We conducted a case-control study in which the effect of diagnostic suspicion and referral bias was excluded. The study was performed in 2 diagnostic centers to which patients with clinically suspected deep vein thrombosis of the leg were referred. History of oral contraceptive use was obtained before objective testing for thrombosis. Young females with an objective diagnosis of deep vein thrombosis were considered case patients, and those who were referred with the same clinical suspicion but who had no thrombosis served as control subjects. Participants were seen between September 1, 1982, and October 18, 1995: 185 consecutive patients and 591 controls aged 15 to 49 years with a first episode of venous thrombosis and without malignant neoplasms, pregnancy, or known inherited clotting defects.
The overall odds ratio for oral contraceptive use was 3.2 (95% confidence interval [CI], 2.3-4.5); after adjustment for age, family history of venous thrombosis, calendar time, and center, the odds ratio was 3.9 (95% CI, 2.6-5.7). In the idiopathic group (120 patients and 413 controls, excluding recent surgery, trauma, or immobilization), the odds ratio for oral contraceptive use was 3.8 (95% CI, 2.5-5.9); after adjustment, the odds ratio was 5.0 (95% CI, 3.1-8.2).
In this study, in which patients and controls were subj ect to the same referral and diagnostic procedures, we found similar relative risk estimates for oral contraceptive use as in previous studies. We conclude that diagnostic suspicion and referral bias did not play an important role in previous studies and that the risk of venous thrombosis with use of current brands of oral contraceptives still exists.
低剂量口服避孕药导致静脉血栓形成的相对风险程度仍存在争议,因为先前的研究可能受到诊断怀疑和转诊偏倚的影响。
我们进行了一项病例对照研究,排除了诊断怀疑和转诊偏倚的影响。该研究在2个诊断中心进行,临床怀疑腿部深静脉血栓形成的患者被转诊至这些中心。在对血栓形成进行客观检测之前获取口服避孕药使用史。客观诊断为深静脉血栓形成的年轻女性被视为病例患者,那些因相同临床怀疑而转诊但无血栓形成的女性作为对照受试者。研究对象在1982年9月1日至1995年10月18日期间接受观察:185例连续患者和591例对照,年龄在15至49岁之间,首次发生静脉血栓形成,且无恶性肿瘤、妊娠或已知的遗传性凝血缺陷。

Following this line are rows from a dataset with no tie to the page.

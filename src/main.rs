use clap::Parser;
use colored::*;
use std::io::{self, Write};
use tokio::io::{AsyncBufRead, AsyncBufReadExt, BufReader};
use tokio_stream::wrappers::LinesStream;
use tokio_stream::StreamExt;
use tracing::warn;
use tracing_subscriber::EnvFilter;

use voice_chat_client::cli::{parse_command, Args, ReplCommand, REPL_HELP};
use voice_chat_client::config::{app_dir, ClientConfig, UiState, STATE_FILE};
use voice_chat_client::error::ChatError;
use voice_chat_client::navigation::channel_location;
use voice_chat_client::playback::ConfiguredPlayer;
use voice_chat_client::transcript::{ChatTurn, TerminalRenderer, TranscriptRenderer};
use voice_chat_client::{ChatClient, TurnReport};

type Client = ChatClient<TerminalRenderer<io::Stdout>, ConfiguredPlayer>;

// ---------------------------------------------------------------------------
// Setup
// ---------------------------------------------------------------------------

fn init_tracing(default_level: &str) {
    let filter = EnvFilter::try_from_default_env().unwrap_or_else(|_| EnvFilter::new(default_level));
    tracing_subscriber::fmt()
        .with_env_filter(filter)
        .with_writer(io::stderr)
        .with_target(false)
        .init();
}

fn load_state() -> (UiState, Option<std::path::PathBuf>) {
    let Some(path) = app_dir().map(|d| d.join(STATE_FILE)) else {
        return (UiState::default(), None);
    };
    match UiState::load_or_create(&path) {
        Ok(state) => (state, Some(path)),
        Err(e) => {
            warn!(error = %e, path = %path.display(), "ui state unavailable; using a temporary session");
            (UiState::default(), None)
        }
    }
}

// ---------------------------------------------------------------------------
// Output helpers
// ---------------------------------------------------------------------------

fn print_channels(client: &Client, query: &str) {
    let current = client.navigator().current_channel();
    let matches = client.search_channels(query);
    if matches.is_empty() {
        println!("{}", "no channels".dimmed());
    }
    for channel in matches {
        let marker = if Some(channel.id.as_str()) == current { "*" } else { " " };
        println!("{} {}  {}", marker.bright_green(), channel.display_name(), channel.id.dimmed());
    }
}

fn print_models(client: &Client) {
    if client.models().is_empty() {
        println!("{}", "no models".dimmed());
    }
    for model in client.models() {
        let marker = if Some(model.as_str()) == client.selected_model() { "*" } else { " " };
        println!("{} {}", marker.bright_green(), model);
    }
}

fn print_prompt(client: &Client) {
    let label = client.navigator().current_channel().unwrap_or("new chat");
    print!("{} ", format!("[{}]>", label).bright_blue());
    let _ = io::stdout().flush();
}

/// Report a turn to the one-shot caller; a failed request becomes an error.
fn one_shot_result(report: TurnReport) -> Result<(), Box<dyn std::error::Error>> {
    match report {
        TurnReport::Failed(message) => Err(message.into()),
        _ => Ok(()),
    }
}

fn show_error(client: &mut Client, error: &ChatError) {
    client
        .renderer_mut()
        .append_message(ChatTurn::notice(error.to_string()));
}

// ---------------------------------------------------------------------------
// Interactive loop
// ---------------------------------------------------------------------------

fn input_lines<R: AsyncBufRead>(reader: R) -> LinesStream<R> {
    LinesStream::new(reader.lines())
}

async fn repl(client: &mut Client) -> Result<(), Box<dyn std::error::Error>> {
    println!("{}", "Type a message, or /help for commands.".dimmed());
    let mut lines = input_lines(BufReader::new(tokio::io::stdin()));

    loop {
        print_prompt(client);
        let Some(line) = lines.next().await.transpose()? else {
            break;
        };
        if line.trim().is_empty() {
            continue;
        }

        let result = match parse_command(&line) {
            ReplCommand::Send(text) => client.send_text(&text).await.map(|_| ()),
            ReplCommand::New => {
                client.new_chat();
                Ok(())
            }
            ReplCommand::Channels => {
                print_channels(client, "");
                Ok(())
            }
            ReplCommand::Search(query) => {
                print_channels(client, &query);
                Ok(())
            }
            ReplCommand::Open(id) => {
                client.open_channel(&id).await;
                Ok(())
            }
            ReplCommand::Goto(path) => {
                client.open_location(&path).await;
                Ok(())
            }
            ReplCommand::Delete(id) => client.delete_channel(&id).await,
            ReplCommand::DeleteAll => client.delete_all().await,
            ReplCommand::Models => {
                print_models(client);
                Ok(())
            }
            ReplCommand::Model(name) => {
                if !client.select_model(&name) {
                    println!("{} {}", "model not offered by server:".yellow(), name);
                }
                Ok(())
            }
            ReplCommand::Audio(path) => client.send_audio_file(&path).await.map(|_| ()),
            ReplCommand::Record(path) => client.record_wav(&path).await.map(|_| ()),
            ReplCommand::Stop => {
                client.stop_audio();
                Ok(())
            }
            ReplCommand::Help => {
                println!("{}", REPL_HELP);
                Ok(())
            }
            ReplCommand::Quit => break,
            ReplCommand::Invalid(message) => {
                println!("{}", message.yellow());
                Ok(())
            }
        };

        if let Err(e) = result {
            show_error(client, &e);
        }
    }
    client.stop_audio();
    Ok(())
}

#[tokio::main]
async fn main() -> Result<(), Box<dyn std::error::Error>> {
    let args = Args::parse();
    if args.no_color {
        colored::control::set_override(false);
    }

    let mut config = ClientConfig::load(args.config.as_deref())?;
    args.apply_to(&mut config);
    init_tracing(&config.log_level);

    let (state, state_path) = load_state();
    let player = ConfiguredPlayer::from_config(config.audio_player.as_deref());
    let mut client = ChatClient::new(
        config,
        state,
        state_path,
        TerminalRenderer::new(io::stdout()),
        player,
    )?;

    if let Err(e) = client.bootstrap().await {
        warn!(error = %e, "bootstrap failed");
        eprintln!(
            "{} {}",
            "could not reach server at".bright_red(),
            client.config().server_url
        );
    }

    if let Some(model) = &args.model {
        if !client.select_model(model) {
            eprintln!("{} {}", "model not offered by server:".yellow(), model);
        }
    }
    if let Some(channel) = &args.channel {
        client.open_location(&channel_location(channel)).await;
    }

    if let Some(path) = &args.audio_file {
        return one_shot_result(client.send_audio_file(path).await?);
    }
    if let Some(path) = &args.record_wav {
        return one_shot_result(client.record_wav(path).await?);
    }
    if let Some(prompt) = &args.prompt {
        return one_shot_result(client.send_text(prompt).await?);
    }

    repl(&mut client).await
}

#[cfg(test)]
mod tests {
    use super::*;

    #[tokio::test]
    async fn test_input_lines_yields_commands_in_order() {
        let input: &[u8] = b"hello\n/open c1\n/quit\n";
        let mut lines = input_lines(input);
        let mut parsed = Vec::new();
        while let Some(line) = lines.next().await {
            parsed.push(parse_command(&line.unwrap()));
        }
        assert_eq!(
            parsed,
            vec![
                ReplCommand::Send("hello".into()),
                ReplCommand::Open("c1".into()),
                ReplCommand::Quit,
            ]
        );
    }
}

口服避孕药使用的总体比值比为3.2(95%置信区间[CI],2.3 - 4.5);在对年龄、静脉血栓形成家族史、日历时间和中心进行调整后,比值比为3.9(95%CI,2.6 - 5.7)。在特发性组(120例患者和413例对照,排除近期手术、创伤或制动)中,口服避孕药使用的比值比为3.8(95%CI,2.5 - 5.9);调整后,比值比为5.0(95%CI,3.1 - 8.2)。
在本研究中,患者和对照接受相同的转诊和诊断程序,我们发现口服避孕药使用的相对风险估计与先前研究相似。我们得出结论,诊断怀疑和转诊偏倚在先前研究中未起重要作用,并且使用当前品牌口服避孕药导致静脉血栓形成的风险仍然存在。